What does car financing mean?
When you want to own a car, but your savings are not enough, you can finance your car. Financing a car means taking out a car loan and paying it back overtime. You could finance both a new vehicle or a used one. A financial institution loans you enough money to purchase your car, however, charges interest on the amount you borrowed. Usually you repay your loan by making regular payments every month or every two weeks (repaying the borrowed amount + the interest).

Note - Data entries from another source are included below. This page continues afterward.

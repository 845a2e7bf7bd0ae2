// Copyright 2015 Pierre Talbot (IRCAM)

// Licensed under the Apache License, Version 2.0 (the "License");
// you may not use this file except in compliance with the License.
// You may obtain a copy of the License at

//     http://www.apache.org/licenses/LICENSE-2.0

// Unless required by applicable law or agreed to in writing, software
// distributed under the License is distributed on an "AS IS" BASIS,
// WITHOUT WARRANTIES OR CONDITIONS OF ANY KIND, either express or implied.
// See the License for the specific language governing permissions and
// limitations under the License.

//! Centered interval tree answering point-stabbing queries.
//!
//! The tree indexes a fixed batch of [cells](Cell), half-open intervals `[lower, upper)` carrying a payload. It is built once and never modified: rebuilding is the only way to change its content.
//!
//! Every node picks a `center` key, the lower bound of the median cell of its slice. Cells ending at or before the center go to the left subtree, cells starting after it go to the right subtree and the others span the center and stay at the node. A query at a point `p` only visits one path from the root, and at each node stops scanning at the first spanning cell that does not contain `p`, hence a complexity of `O(log n + k)` for `k` results.
//!
//! # Examples
//!
//! ```rust
//! use domain::{Cell, IntervalTree};
//!
//! let tree: IntervalTree<&str, i32> = vec![
//!   Cell::new(0, 10, "a"),
//!   Cell::new(5, 15, "b"),
//!   Cell::new(20, 30, "c")].into_iter().collect();
//!
//! let mut found: Vec<_> = tree.get(&7).into_iter().map(|c| *c.data()).collect();
//! found.sort();
//! assert_eq!(found, vec!["a", "b"]);
//! assert!(tree.get(&17).is_empty());
//! ```

use crate::bound::Extended;
use crate::range::Range;
use serde::{Deserialize, Serialize};
use std::cmp::Ordering;
use tracing::{debug, trace};

/// A half-open interval `[lower, upper)` with a payload.
///
/// A cell with `lower >= upper` is empty: it can be built but never matches a query.
#[derive(Debug, Clone, PartialEq, Eq, Hash, Serialize, Deserialize)]
pub struct Cell<T, K> {
  lower: K,
  upper: K,
  data: T,
}

impl<T, K> Cell<T, K>
{
  pub fn new(lower: K, upper: K, data: T) -> Cell<T, K> {
    Cell { lower, upper, data }
  }

  pub fn lower(&self) -> &K {
    &self.lower
  }

  pub fn upper(&self) -> &K {
    &self.upper
  }

  pub fn data(&self) -> &T {
    &self.data
  }

  pub fn into_data(self) -> T {
    self.data
  }
}

impl<T, K: Ord> Cell<T, K>
{
  pub fn is_empty(&self) -> bool {
    self.lower >= self.upper
  }

  pub fn contains(&self, point: &K) -> bool {
    self.lower <= *point && *point < self.upper
  }
}

impl<T, K: Clone> Cell<T, Extended<K>>
{
  /// Casts `range` to the half-open cell spanning the same two bound values, the inclusion of the bounds is forgotten.
  pub fn from_range(range: &Range<K>, data: T) -> Cell<T, Extended<K>> {
    Cell::new(range.lower().value().clone(), range.upper().value().clone(), data)
  }
}

#[derive(Debug, Clone)]
struct Node<T, K> {
  center: K,
  // Cells spanning `center`, ascending by lower bound.
  cells: Vec<Cell<T, K>>,
  // Indices into `cells`, descending by upper bound.
  by_upper: Vec<usize>,
  left: Option<Box<Node<T, K>>>,
  right: Option<Box<Node<T, K>>>,
}

impl<T, K: Ord + Clone> Node<T, K>
{
  // `cells` must be non-empty cells sorted by lower bound.
  fn build(cells: Vec<Cell<T, K>>) -> Option<Box<Node<T, K>>> {
    if cells.is_empty() {
      return None;
    }
    let center = cells[cells.len() / 2].lower.clone();
    let mut left = vec![];
    let mut right = vec![];
    let mut spanning = vec![];
    for cell in cells {
      if cell.upper <= center {
        left.push(cell);
      }
      else if cell.lower > center {
        right.push(cell);
      }
      else {
        spanning.push(cell);
      }
    }
    trace!(left = left.len(), spanning = spanning.len(), right = right.len(), "partitioned interval tree node");
    let mut by_upper: Vec<usize> = (0..spanning.len()).collect();
    by_upper.sort_by(|&a, &b| spanning[b].upper.cmp(&spanning[a].upper));
    Some(Box::new(Node {
      center,
      cells: spanning,
      by_upper,
      left: Node::build(left),
      right: Node::build(right)
    }))
  }
}

impl<T, K: Ord> Node<T, K>
{
  // Pushes the cells of this node containing `point` and returns the child to search next.
  fn stab<'a>(&'a self, point: &K, found: &mut Vec<&'a Cell<T, K>>) -> Option<&'a Node<T, K>> {
    match point.cmp(&self.center) {
      Ordering::Greater => {
        found.extend(self.by_upper.iter()
          .map(|&i| &self.cells[i])
          .take_while(|cell| *point < cell.upper));
        self.right.as_deref()
      }
      ordering => {
        found.extend(self.cells.iter().take_while(|cell| cell.lower <= *point));
        if ordering == Ordering::Less { self.left.as_deref() } else { None }
      }
    }
  }
}

impl<T, K> Node<T, K>
{
  fn depth(node: Option<&Node<T, K>>) -> usize {
    match node {
      None => 0,
      Some(node) => 1 + Node::depth(node.left.as_deref()).max(Node::depth(node.right.as_deref()))
    }
  }
}

/// Immutable stabbing index over a batch of cells.
#[derive(Debug, Clone)]
pub struct IntervalTree<T, K> {
  root: Option<Box<Node<T, K>>>,
  len: usize,
}

impl<T, K: Ord + Clone> IntervalTree<T, K>
{
  /// Builds the tree, empty cells are discarded.
  pub fn from_cells<I>(cells: I) -> IntervalTree<T, K> where
   I: IntoIterator<Item=Cell<T, K>>
  {
    let mut cells: Vec<_> = cells.into_iter().collect();
    let received = cells.len();
    cells.retain(|cell| !cell.is_empty());
    cells.sort_by(|a, b| a.lower.cmp(&b.lower));
    let len = cells.len();
    let tree = IntervalTree { root: Node::build(cells), len };
    debug!(cells = len, discarded = received - len, depth = tree.depth(), "built interval tree");
    tree
  }
}

impl<T, K: Ord + Clone> IntervalTree<T, Extended<K>>
{
  /// Builds the tree from `(range, data)` pairs, each range being cast with [`Cell::from_range`].
  pub fn from_ranges<I>(pairs: I) -> IntervalTree<T, Extended<K>> where
   I: IntoIterator<Item=(Range<K>, T)>
  {
    IntervalTree::from_cells(pairs.into_iter()
      .map(|(range, data)| Cell::from_range(&range, data)))
  }
}

impl<T, K: Ord> IntervalTree<T, K>
{
  /// Cells containing `point`: first those of the root, then those of the visited descendants. The order inside one node is unspecified and an empty vector means that no cell matches.
  pub fn get(&self, point: &K) -> Vec<&Cell<T, K>> {
    let mut found = vec![];
    let mut node = self.root.as_deref();
    while let Some(current) = node {
      node = current.stab(point, &mut found);
    }
    found
  }
}

impl<T, K> IntervalTree<T, K>
{
  pub fn empty() -> IntervalTree<T, K> {
    IntervalTree { root: None, len: 0 }
  }

  /// Number of non-empty cells indexed.
  pub fn len(&self) -> usize {
    self.len
  }

  pub fn is_empty(&self) -> bool {
    self.len == 0
  }

  pub fn center(&self) -> Option<&K> {
    self.root.as_ref().map(|root| &root.center)
  }

  pub fn depth(&self) -> usize {
    Node::depth(self.root.as_deref())
  }
}

impl<T, K: Ord + Clone> FromIterator<Cell<T, K>> for IntervalTree<T, K>
{
  fn from_iter<I>(cells: I) -> IntervalTree<T, K> where
   I: IntoIterator<Item=Cell<T, K>>
  {
    IntervalTree::from_cells(cells)
  }
}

Financing a car is a good solution for someone who is able to make regular payments for a prolonged period of time (4-5 years). If you do not think you can maintain making those payments, for various reasons, car financing is not for you. It is then better to save up and pay the total amount at once (this may mean you would have to go with a more affordable vehicle).
How to finance a car?
So, you have decided that you want to go with car financing after all. You can finance your car through a bank or through a dealership. You can first go to a bank and find out how much they can lend you. They will most likely ask for a few of your latest paystubs or an annual tax return. They will also check your credit history and credit score. Then, you will receive a quote and with that quote you can decide what type of vehicle you can afford to purchase. When you come to the dealership with a prepared quote from the bank, the salesperson will less likely try to convince you to buy something above your bank loan quote limit.
Different financial institutions offer different car financing terms.

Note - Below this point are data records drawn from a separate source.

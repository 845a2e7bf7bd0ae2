// Copyright 2015 Pierre Talbot (IRCAM)

// Licensed under the Apache License, Version 2.0 (the "License");
// you may not use this file except in compliance with the License.
// You may obtain a copy of the License at

//     http://www.apache.org/licenses/LICENSE-2.0

// Unless required by applicable law or agreed to in writing, software
// distributed under the License is distributed on an "AS IS" BASIS,
// WITHOUT WARRANTIES OR CONDITIONS OF ANY KIND, either express or implied.
// See the License for the specific language governing permissions and
// limitations under the License.

//! Endpoints of a range.
//!
//! A [`Bound`] is a value of the extended order [`Extended`] (any ordered type plus the two infinite sentinels) tagged as included or excluded. Bounds are totally ordered: first by value, then an included bound comes before an excluded one at the same value. An included bound can never sit at infinity.
//!
//! # Examples
//!
//! ```rust
//! use domain::{Bound, Extended};
//!
//! let a = Bound::included(Extended::Finite(3)).unwrap();
//! let b = Bound::excluded(Extended::Finite(3));
//! assert!(a < b);
//! assert_eq!(!a, b);
//! assert!(Bound::<i32>::included(Extended::PosInfinity).is_err());
//! assert!(Bound::<i32>::safe_included(Extended::PosInfinity).is_excluded());
//! ```

use crate::error::Error;
use num_traits::Bounded as NumBounded;
use serde::de::Error as DeError;
use serde::{Deserialize, Deserializer, Serialize};
use std::cmp::Ordering;
use std::fmt::{self, Display};
use std::ops::Not;

/// A value of `T` extended with the two infinite sentinels.
///
/// Variants are ordered as declared: `NegInfinity < Finite(_) < PosInfinity`.
#[derive(Debug, Clone, Copy, PartialEq, Eq, PartialOrd, Ord, Hash, Serialize, Deserialize)]
pub enum Extended<T> {
  NegInfinity,
  Finite(T),
  PosInfinity,
}

impl<T> Extended<T>
{
  pub fn is_finite(&self) -> bool {
    matches!(self, Extended::Finite(_))
  }

  pub fn is_infinite(&self) -> bool {
    !self.is_finite()
  }

  /// The finite value, if any.
  pub fn finite(&self) -> Option<&T> {
    match self {
      Extended::Finite(v) => Some(v),
      _ => None
    }
  }

  pub fn into_finite(self) -> Option<T> {
    match self {
      Extended::Finite(v) => Some(v),
      _ => None
    }
  }
}

impl<T: Ord> Extended<T>
{
  /// Compares `self` with a finite value without wrapping it.
  pub fn cmp_finite(&self, value: &T) -> Ordering {
    match self {
      Extended::NegInfinity => Ordering::Less,
      Extended::Finite(v) => v.cmp(value),
      Extended::PosInfinity => Ordering::Greater
    }
  }
}

impl<T: NumBounded + Clone + PartialEq> Extended<T>
{
  /// Projects the sentinels onto the representable limits of `T`.
  ///
  /// ```rust
  /// use domain::Extended;
  ///
  /// assert_eq!(Extended::<u8>::PosInfinity.saturate(), 255);
  /// assert_eq!(Extended::Finite(7u8).saturate(), 7);
  /// ```
  pub fn saturate(&self) -> T {
    match self {
      Extended::NegInfinity => T::min_value(),
      Extended::Finite(v) => v.clone(),
      Extended::PosInfinity => T::max_value()
    }
  }

  /// Inverse of [`saturate`](Extended::saturate): the limits of `T` are read back as infinities.
  pub fn from_saturated(value: T) -> Extended<T> {
    if value == T::min_value() {
      Extended::NegInfinity
    }
    else if value == T::max_value() {
      Extended::PosInfinity
    }
    else {
      Extended::Finite(value)
    }
  }
}

impl<T> From<T> for Extended<T>
{
  fn from(value: T) -> Extended<T> {
    Extended::Finite(value)
  }
}

impl<T: Display> Display for Extended<T>
{
  fn fmt(&self, formatter: &mut fmt::Formatter) -> fmt::Result {
    match self {
      Extended::NegInfinity => write!(formatter, "-inf"),
      Extended::Finite(v) => v.fmt(formatter),
      Extended::PosInfinity => write!(formatter, "+inf")
    }
  }
}

#[derive(Debug, Clone, Copy, PartialEq, Eq, Hash, Serialize, Deserialize)]
pub enum BoundKind {
  Included,
  Excluded,
}

impl Not for BoundKind
{
  type Output = BoundKind;

  fn not(self) -> BoundKind {
    match self {
      BoundKind::Included => BoundKind::Excluded,
      BoundKind::Excluded => BoundKind::Included
    }
  }
}

/// An included or excluded endpoint.
#[derive(Debug, Clone, Copy, PartialEq, Eq, Hash, Serialize)]
pub struct Bound<T> {
  value: Extended<T>,
  kind: BoundKind,
}

impl<T> Bound<T>
{
  /// Builds a bound, rejecting an included bound at infinity.
  pub fn new(value: Extended<T>, kind: BoundKind) -> Result<Bound<T>, Error> {
    if kind == BoundKind::Included && value.is_infinite() {
      Err(Error::InvalidBound)
    }
    else {
      Ok(Bound { value, kind })
    }
  }

  pub fn included(value: Extended<T>) -> Result<Bound<T>, Error> {
    Bound::new(value, BoundKind::Included)
  }

  pub fn excluded(value: Extended<T>) -> Bound<T> {
    Bound { value, kind: BoundKind::Excluded }
  }

  /// Like [`new`](Bound::new) but an included infinite bound is silently downgraded to excluded.
  pub fn safe(value: Extended<T>, kind: BoundKind) -> Bound<T> {
    let kind =
      if value.is_infinite() { BoundKind::Excluded }
      else { kind };
    Bound { value, kind }
  }

  pub fn safe_included(value: Extended<T>) -> Bound<T> {
    Bound::safe(value, BoundKind::Included)
  }

  pub fn neg_infinity() -> Bound<T> {
    Bound::excluded(Extended::NegInfinity)
  }

  pub fn pos_infinity() -> Bound<T> {
    Bound::excluded(Extended::PosInfinity)
  }

  pub fn value(&self) -> &Extended<T> {
    &self.value
  }

  pub fn into_value(self) -> Extended<T> {
    self.value
  }

  pub fn kind(&self) -> BoundKind {
    self.kind
  }

  pub fn is_included(&self) -> bool {
    self.kind == BoundKind::Included
  }

  pub fn is_excluded(&self) -> bool {
    self.kind == BoundKind::Excluded
  }

  /// `false` only for the two infinite sentinels.
  pub fn is_bounded(&self) -> bool {
    self.is_included() || self.value.is_finite()
  }

  fn tie_code(&self) -> u8 {
    match self.kind {
      BoundKind::Included => 0,
      BoundKind::Excluded => 1
    }
  }
}

impl<T: Ord> Bound<T>
{
  /// Orders two bounds read as upper bounds: at the same value the excluded one is smaller.
  pub fn cmp_as_upper(&self, other: &Bound<T>) -> Ordering {
    self.value.cmp(&other.value)
      .then_with(|| other.tie_code().cmp(&self.tie_code()))
  }

  /// Does `value` lie on the right side of `self` read as a lower bound?
  pub(crate) fn lower_admits(&self, value: &T) -> bool {
    match self.value.cmp_finite(value) {
      Ordering::Less => true,
      Ordering::Equal => self.is_included(),
      Ordering::Greater => false
    }
  }

  /// Does `value` lie on the left side of `self` read as an upper bound?
  pub(crate) fn upper_admits(&self, value: &T) -> bool {
    match self.value.cmp_finite(value) {
      Ordering::Less => false,
      Ordering::Equal => self.is_included(),
      Ordering::Greater => true
    }
  }
}

impl<T> Not for Bound<T>
{
  type Output = Bound<T>;

  /// Flips the bound kind at the same value; the infinite sentinels are their own inverse.
  fn not(self) -> Bound<T> {
    if self.value.is_infinite() {
      self
    }
    else {
      Bound { value: self.value, kind: !self.kind }
    }
  }
}

impl<T: Ord> PartialOrd for Bound<T>
{
  fn partial_cmp(&self, other: &Bound<T>) -> Option<Ordering> {
    Some(self.cmp(other))
  }
}

impl<T: Ord> Ord for Bound<T>
{
  fn cmp(&self, other: &Bound<T>) -> Ordering {
    self.value.cmp(&other.value)
      .then_with(|| self.tie_code().cmp(&other.tie_code()))
  }
}

#[derive(Deserialize)]
#[serde(rename = "Bound")]
struct BoundRepr<T> {
  value: Extended<T>,
  kind: BoundKind,
}

impl<'de, T> Deserialize<'de> for Bound<T> where
 T: Deserialize<'de>
{
  fn deserialize<D>(deserializer: D) -> Result<Bound<T>, D::Error> where
   D: Deserializer<'de>
  {
    let BoundRepr { value, kind } = BoundRepr::deserialize(deserializer)?;
    Bound::new(value, kind).map_err(D::Error::custom)
  }
}

#[cfg(test)]
mod tests {
  use super::*;
  use serde_test::{assert_de_tokens_error, assert_tokens, Token};

  fn inc(v: i32) -> Bound<i32> {
    Bound::included(Extended::Finite(v)).unwrap()
  }

  fn exc(v: i32) -> Bound<i32> {
    Bound::excluded(Extended::Finite(v))
  }

  #[test]
  fn extended_order() {
    let values = vec![
      Extended::NegInfinity,
      Extended::Finite(i32::min_value()),
      Extended::Finite(0),
      Extended::Finite(i32::max_value()),
      Extended::PosInfinity
    ];
    for w in values.windows(2) {
      assert!(w[0] < w[1], "{:?} should be smaller than {:?}", w[0], w[1]);
    }
  }

  #[test]
  fn bound_order() {
    let ordered = vec![
      Bound::neg_infinity(),
      inc(-1),
      exc(-1),
      inc(0),
      exc(0),
      inc(5),
      Bound::pos_infinity()
    ];
    for w in ordered.windows(2) {
      assert!(w[0] < w[1], "{:?} should be smaller than {:?}", w[0], w[1]);
    }
    assert_eq!(inc(3).cmp(&inc(3)), Ordering::Equal);
  }

  #[test]
  fn upper_order_prefers_excluded() {
    assert_eq!(exc(3).cmp_as_upper(&inc(3)), Ordering::Less);
    assert_eq!(inc(3).cmp_as_upper(&exc(3)), Ordering::Greater);
    assert_eq!(inc(2).cmp_as_upper(&exc(3)), Ordering::Less);
    assert_eq!(exc(3).cmp_as_upper(&exc(3)), Ordering::Equal);
  }

  #[test]
  fn included_rejects_infinity() {
    assert_eq!(Bound::<i32>::included(Extended::PosInfinity), Err(Error::InvalidBound));
    assert_eq!(Bound::<i32>::included(Extended::NegInfinity), Err(Error::InvalidBound));
    assert_eq!(Bound::<i32>::safe_included(Extended::NegInfinity), Bound::neg_infinity());
    assert_eq!(Bound::safe_included(Extended::Finite(4)), inc(4));
  }

  #[test]
  fn truthiness() {
    assert!(inc(0).is_bounded());
    assert!(exc(0).is_bounded());
    assert!(!Bound::<i32>::neg_infinity().is_bounded());
    assert!(!Bound::<i32>::pos_infinity().is_bounded());
  }

  #[test]
  fn inversion() {
    assert_eq!(!inc(2), exc(2));
    assert_eq!(!exc(2), inc(2));
    assert_eq!(!!inc(2), inc(2));
    assert_eq!(!Bound::<i32>::pos_infinity(), Bound::pos_infinity());
    assert_eq!(!Bound::<i32>::neg_infinity(), Bound::neg_infinity());
  }

  #[test]
  fn admits() {
    assert!(inc(2).lower_admits(&2));
    assert!(!exc(2).lower_admits(&2));
    assert!(exc(2).lower_admits(&3));
    assert!(!inc(2).lower_admits(&1));
    assert!(Bound::neg_infinity().lower_admits(&i32::min_value()));
    assert!(inc(2).upper_admits(&2));
    assert!(!exc(2).upper_admits(&2));
    assert!(Bound::pos_infinity().upper_admits(&i32::max_value()));
  }

  #[test]
  fn saturation() {
    assert_eq!(Extended::<i8>::NegInfinity.saturate(), -128);
    assert_eq!(Extended::<i8>::PosInfinity.saturate(), 127);
    assert_eq!(Extended::from_saturated(-128i8), Extended::NegInfinity);
    assert_eq!(Extended::from_saturated(127i8), Extended::PosInfinity);
    assert_eq!(Extended::from_saturated(3i8), Extended::Finite(3));
  }

  #[test]
  fn display() {
    assert_eq!(format!("{}", Extended::Finite(3)), "3");
    assert_eq!(format!("{}", Extended::<i32>::NegInfinity), "-inf");
    assert_eq!(format!("{}", Extended::<i32>::PosInfinity), "+inf");
  }

  #[test]
  fn test_ser_de_bound() {
    assert_tokens(&inc(1), &[
      Token::Struct { name: "Bound", len: 2 },
      Token::Str("value"),
      Token::NewtypeVariant { name: "Extended", variant: "Finite" },
      Token::I32(1),
      Token::Str("kind"),
      Token::UnitVariant { name: "BoundKind", variant: "Included" },
      Token::StructEnd,
    ]);
    assert_tokens(&Bound::<i32>::pos_infinity(), &[
      Token::Struct { name: "Bound", len: 2 },
      Token::Str("value"),
      Token::UnitVariant { name: "Extended", variant: "PosInfinity" },
      Token::Str("kind"),
      Token::UnitVariant { name: "BoundKind", variant: "Excluded" },
      Token::StructEnd,
    ]);
  }

  #[test]
  fn test_de_rejects_included_infinity() {
    assert_de_tokens_error::<Bound<i32>>(&[
      Token::Struct { name: "Bound", len: 2 },
      Token::Str("value"),
      Token::UnitVariant { name: "Extended", variant: "NegInfinity" },
      Token::Str("kind"),
      Token::UnitVariant { name: "BoundKind", variant: "Included" },
      Token::StructEnd,
    ], "an included bound cannot be placed at infinity");
  }
}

Interest rates and payment conditions may differ significantly. This is why it is always a good idea to get quotes from a number of financial institutions and, possibly, dealerships.
You can put down some down payment, which will decrease the amount you would need to loan. If you already own a car, you can trade it in (however, you will definitely get more money if you just independently sell your old car).
How are car loan payments calculated?
There are a number of online car loan calculators that you could use to determine what your monthly or bi-weekly payments would be.
You have decided to get a car that costs $15,000.
The bank offers you the following financing conditions: 5 years (60 months) at 5.9% annual interest rate, $0 down payment and no trade in.
If you decide to go with this offer, the total amount you are expected to repay after 5 years would be $19,620. Your monthly payments would be $327. This means that over 5 years you would have paid $4,620 in interest – that is a lot of money!
In the meantime, also keep in mind that your vehicle will be depreciating over the same 5 years – meaning if you decide to sell it, with each year passing you will get less money for it.
Financing a car is not a complicated process, but like any financial decision it should be well thought over and all options and risks should be considered.